Outros gigantes, como Metallica, Kiss e U2 espaçaram os novos álbuns, mas se mantêm firmes e mostrando coisas novas (o Kiss nem tanto, vai…) de tempos em tempos.
E o Van Halen? Além da doença e da aparente recuperação de Eddie no começo dos anos 2000, outras coisas pareciam não ir bem e David Lee Roth, desde a sua volta ao grupo, em 2007, nunca escondeu isso de tempos em tempos. 
Assim como Hagar, ele estranhava o ritmo que os irmãos Van Halen imprimiram ao grupo. Tudo estava bastante devagar e Roth demonstrava insatisfação com a aparente falta de interesse em coisas mais efetivas. 
Mesmo com “Different Kind of Truth”, de 2011, com sua receptividade boa no começo, não espantava os ares de que faltava alguma coisa que tudo deslanchasse.
A verdade é que o Van Halen deixou de ser uma força avassaladora do rock quando Sammy Hagar saiu, em 1996. Eddie e Alex aparentemente não sabiam o que queriam e jogaram no lixo parte da credibilidade com o fraco “Van Halen III”.
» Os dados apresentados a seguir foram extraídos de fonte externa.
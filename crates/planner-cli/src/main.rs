use std::ffi::OsString;

fn main() {
    let args: Vec<OsString> = std::env::args_os().collect();
    if let Err(err) = planner_core::run(args) {
        eprintln!("error: {err:#}");
        std::process::exit(1);
    }
}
Última formação da banda: da esq. para a dir., David Lee Roth, Alex Van Halen, Eddie Van Halen e Wolfgang Van Halen (FOTO: DIVULGAÇÃO)
Comodismo e falta de interesse explicam parte do problema, mas a impressão que fica é que não é só isso. Faltam peças neste quebra-cabeça. E algumas pistas indicam que a questão musical é predominante neste caso, ou seja, Eddie perdeu seu interesse na música, no rock e na profissão. 
 
Não houve nem mesmo álbuns solo ou colaboração digna de nota com outros artistas. O guitarrista “acabou” com o Van Halen e não teve interesse em colocar nada no lugar, com o beneplácito e a conivência do irmão baterista.
Praticamente não existem livros que investiguem em profundidade a obra do Van Halen desde os primórdios, lá nos anos 70. 
O enigma do desmoronamento da banda, assistido de camarote pelos irmãos fundadores, ainda carece de muitas informações, mas não errará quem apostar que, na realidade, assim como a banda, Eddie Van Halen estava morrendo fazia bastante tempo.